In its February 16, 2016 decision in Tsyn v. Wells Fargo Advisors, LLC, Case No. 14-cv-02552-LB, the federal district court for the Northern District of California confirmed that licensed financial advisors qualified for the administrative exemption under the Fair Labor Standards Act (FLSA).  Specifically, the plaintiffs’ primary duties fell within the examples of exempt duties in the first sentence of 29 C.F.R. § 541.203(b).  That regulation (“Section 203(b)”), which comports with nearly 70 years of regulatory practice, states that “[e]mployees in the financial services industry generally meet the duties requirements for the administrative exemption if their duties include work such as collecting and analyzing information regarding the customer’s income, assets, investments or debts; determining which financial products best meet the customer’s needs and financial circumstances; advising the customer regarding the advantages and disadvantages of different financial products; and marketing, servicing or promoting the employer’s financial products.”
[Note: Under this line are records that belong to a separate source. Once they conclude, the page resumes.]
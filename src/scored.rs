//! 集合代数与有序集合辅助函数
//!
//! 所有函数都保持遇到顺序（从左到右扫描输入时第一次出现的顺序），
//! 元素比较使用 `Element` 的相等语义，因此只需要线性扫描而不需要哈希。

use std::ops::Range;

use crate::types::{Element, ScoredMember};

/// 按分数升序稳定排序，分数相同的成员保持原有相对顺序
pub fn sort_by_score(members: &mut [ScoredMember]) {
    members.sort_by(|a, b| a.score.total_cmp(&b.score));
}

/// 去重，保留第一次出现的位置
pub fn dedup_by_value(items: impl IntoIterator<Item = Element>) -> Vec<Element> {
    let mut out: Vec<Element> = Vec::new();
    for item in items {
        if !out.contains(&item) {
            out.push(item);
        }
    }
    out
}

/// 并集：按遇到顺序去重
pub fn union(sets: Vec<Vec<Element>>) -> Vec<Element> {
    dedup_by_value(sets.into_iter().flatten())
}

/// 交集：第一个集合中（去重后）同时出现在其余所有集合中的元素
pub fn intersection(sets: Vec<Vec<Element>>) -> Vec<Element> {
    let mut iter = sets.into_iter();
    let Some(first) = iter.next() else {
        return Vec::new();
    };
    let rest: Vec<Vec<Element>> = iter.collect();

    dedup_by_value(first)
        .into_iter()
        .filter(|ele| rest.iter().all(|set| set.contains(ele)))
        .collect()
}

/// 差集：第一个集合中不出现在其余任何集合中的元素
///
/// 第一个集合中的重复元素原样保留。
pub fn difference(sets: Vec<Vec<Element>>) -> Vec<Element> {
    let mut iter = sets.into_iter();
    let Some(first) = iter.next() else {
        return Vec::new();
    };
    let rest: Vec<Vec<Element>> = iter.collect();

    first
        .into_iter()
        .filter(|ele| !rest.iter().any(|set| set.contains(ele)))
        .collect()
}

/// 查找元素的分数，线性扫描，返回第一个匹配
pub fn find_score(members: &[ScoredMember], ele: &Element) -> Option<f64> {
    members.iter().find(|m| &m.value == ele).map(|m| m.score)
}

/// 将 `[start, stop)` 按切片语义规范化到 `0..len`
///
/// 负数从末尾开始计数，越界的下标被截断，`start >= stop` 时结果为空。
pub fn slice_range(len: usize, start: i64, stop: i64) -> Range<usize> {
    let clamp = |idx: i64| -> usize {
        if idx < 0 {
            let from_end = len as i64 + idx;
            from_end.max(0) as usize
        } else {
            (idx as u64).min(len as u64) as usize
        }
    };

    let (start, stop) = (clamp(start), clamp(stop));
    if start >= stop { start..start } else { start..stop }
}
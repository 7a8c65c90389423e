use std::sync::Arc;

use chrono::{DateTime, Utc};
use dashmap::DashMap;

use crate::core::activity::{ActivityId, TaskToken, WorkflowId};
use crate::core::coordinator::Heartbeat;
use crate::core::outcome::CompletionOutcome;
use crate::core::worker_events::ActivityStatus;

#[derive(Debug, Clone, PartialEq, Eq, Hash)]
pub struct ActivityKey {
    pub workflow_id: WorkflowId,
    pub activity_id: ActivityId,
}

#[derive(Debug, Clone)]
pub struct HeartbeatEvent {
    pub details: String,
    pub received_at: DateTime<Utc>,
}

#[derive(Debug, Clone)]
pub struct ActivityRecord {
    pub task_token: TaskToken,
    pub cancel_requested: bool,
    pub heartbeats: Vec<HeartbeatEvent>,
    pub progress: Vec<u8>,
    pub outcome: Option<CompletionOutcome>,
    pub registered_at: DateTime<Utc>,
    pub completed_at: Option<DateTime<Utc>>,
}

#[derive(Debug, Clone, Copy, PartialEq, Eq)]
pub enum CompletionResult {
    Recorded,
    AlreadyCompleted,
    NotFound,
}

#[derive(Clone)]
pub struct Db {
    pub activities: Arc<DashMap<ActivityKey, ActivityRecord>>,
    pub task_tokens: Arc<DashMap<TaskToken, ActivityKey>>,
}

impl Db {
    pub fn new() -> Self {
        Self {
            activities: Arc::new(DashMap::new()),
            task_tokens: Arc::new(DashMap::new()),
        }
    }

    /// Returns the activity's task token, issuing one on first registration.
    pub async fn register_activity(&self, key: ActivityKey) -> TaskToken {
        let record = self.activities.entry(key.clone()).or_insert_with(|| ActivityRecord {
            task_token: TaskToken::new(uuid::Uuid::new_v4().to_string()),
            cancel_requested: false,
            heartbeats: Vec::new(),
            progress: Vec::new(),
            outcome: None,
            registered_at: Utc::now(),
            completed_at: None,
        });
        let task_token = record.task_token.clone();
        drop(record);

        self.task_tokens.insert(task_token.clone(), key);
        task_token
    }

    pub async fn record_heartbeat(
        &self,
        task_token: &TaskToken,
        activity_id: &ActivityId,
        details: String,
    ) -> Option<Heartbeat> {
        let key = self.task_tokens.get(task_token)?.clone();
        if &key.activity_id != activity_id {
            return None;
        }

        let mut record = self.activities.get_mut(&key)?;
        record.heartbeats.push(HeartbeatEvent {
            details: details.clone(),
            received_at: Utc::now(),
        });

        Some(Heartbeat {
            activity_id: key.activity_id,
            cancelled: record.cancel_requested,
            details: Some(details),
        })
    }

    pub async fn record_progress(&self, key: &ActivityKey, percent_complete: u8) -> bool {
        match self.activities.get_mut(key) {
            Some(mut record) => {
                record.progress.push(percent_complete);
                true
            }
            None => false,
        }
    }

    pub async fn complete_activity(
        &self,
        key: &ActivityKey,
        outcome: CompletionOutcome,
    ) -> CompletionResult {
        let Some(mut record) = self.activities.get_mut(key) else {
            return CompletionResult::NotFound;
        };
        if record.outcome.is_some() {
            return CompletionResult::AlreadyCompleted;
        }

        record.outcome = Some(outcome);
        record.completed_at = Some(Utc::now());
        CompletionResult::Recorded
    }

    pub async fn request_cancellation(&self, task_token: &TaskToken) -> bool {
        let Some(key) = self.task_tokens.get(task_token).map(|key| key.clone()) else {
            return false;
        };
        match self.activities.get_mut(&key) {
            Some(mut record) => {
                record.cancel_requested = true;
                true
            }
            None => false,
        }
    }

    pub async fn describe_activity(&self, key: &ActivityKey) -> Option<ActivityStatus> {
        let record = self.activities.get(key)?;
        Some(ActivityStatus {
            workflow_id: key.workflow_id.clone(),
            activity_id: key.activity_id.clone(),
            cancel_requested: record.cancel_requested,
            heartbeat_count: record.heartbeats.len(),
            last_heartbeat_details: record.heartbeats.last().map(|hb| hb.details.clone()),
            progress: record.progress.clone(),
            outcome: record.outcome.clone(),
        })
    }
}

impl Default for Db {
    fn default() -> Self {
        Self::new()
    }
}

#[cfg(test)]
mod tests {
    use super::*;

    fn key() -> ActivityKey {
        ActivityKey {
            workflow_id: WorkflowId::from("wf"),
            activity_id: ActivityId::from("act"),
        }
    }

    #[tokio::test]
    async fn registration_is_idempotent() {
        let db = Db::new();
        let first = db.register_activity(key()).await;
        let second = db.register_activity(key()).await;
        assert_eq!(first, second);
    }

    #[tokio::test]
    async fn heartbeat_reflects_cancellation_request() {
        let db = Db::new();
        let token = db.register_activity(key()).await;
        let activity_id = ActivityId::from("act");

        let hb = db
            .record_heartbeat(&token, &activity_id, "running".to_string())
            .await
            .unwrap();
        assert!(!hb.cancelled);

        assert!(db.request_cancellation(&token).await);
        let hb = db
            .record_heartbeat(&token, &activity_id, "50% complete".to_string())
            .await
            .unwrap();
        assert!(hb.cancelled);

        let status = db.describe_activity(&key()).await.unwrap();
        assert_eq!(status.heartbeat_count, 2);
        assert_eq!(status.last_heartbeat_details.as_deref(), Some("50% complete"));
    }

    #[tokio::test]
    async fn heartbeat_for_other_activity_is_unknown() {
        let db = Db::new();
        let token = db.register_activity(key()).await;
        let other = ActivityId::from("other");
        assert!(db
            .record_heartbeat(&token, &other, "running".to_string())
            .await
            .is_none());
    }

    #[tokio::test]
    async fn only_first_completion_is_recorded() {
        let db = Db::new();
        db.register_activity(key()).await;

        let first = db
            .complete_activity(&key(), CompletionOutcome::cancelled("completed"))
            .await;
        let second = db
            .complete_activity(
                &key(),
                CompletionOutcome::Success {
                    result: serde_json::Value::Null,
                },
            )
            .await;

        assert_eq!(first, CompletionResult::Recorded);
        assert_eq!(second, CompletionResult::AlreadyCompleted);
        let status = db.describe_activity(&key()).await.unwrap();
        assert_eq!(status.outcome, Some(CompletionOutcome::cancelled("completed")));
    }
}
The U.S. Department of Labor (DOL) confirmed the effect of Section 203(b) in a 2006 opinion letter, concluding that licensed financial professionals who mainly perform the duties listed in the first part of Section 203(b) qualify for the FLSA’s administrative exemption, even if as an incident to providing their clients investment advice, the financial advisors bring about the purchase or sale of such investments for their clients and execute the actual transactions that result from their financial advice.  (See DOL Op. Ltr. FLSA2006-43 (Nov. 27, 2006).)  In other words, that the interaction between financial advisor and client often results in a purchase or sale of securities or other investment products does not render the primary duties of the financial advisor non-exempt.

The DOL’s guidance is the right one on this issue.  Indeed, as early as 1949, the agency’s explanatory bulletin interpreting the FLSA regulations included as an example of discretion and independent judgment under the administrative exemption “the kind of discretion and independent judgment exercised by a customer’s man in a brokerage-house in deciding what recommendations to make to a customer for the purchase of securities.”  (14 Fed. Reg. 7738 (Dec. 28, 1949).)

The decision in Tsyn comports with the Ninth Circuit’s ruling in In re Farmers Ins. Exchange, Claims Reps. Overtime Pay Litig., 481 F.3d 1119 (9th Cir. 2006) (insurance claims adjusters qualify for the administrative exemption), as well as with the opinions of other courts that have considered the exempt status of financial advisors.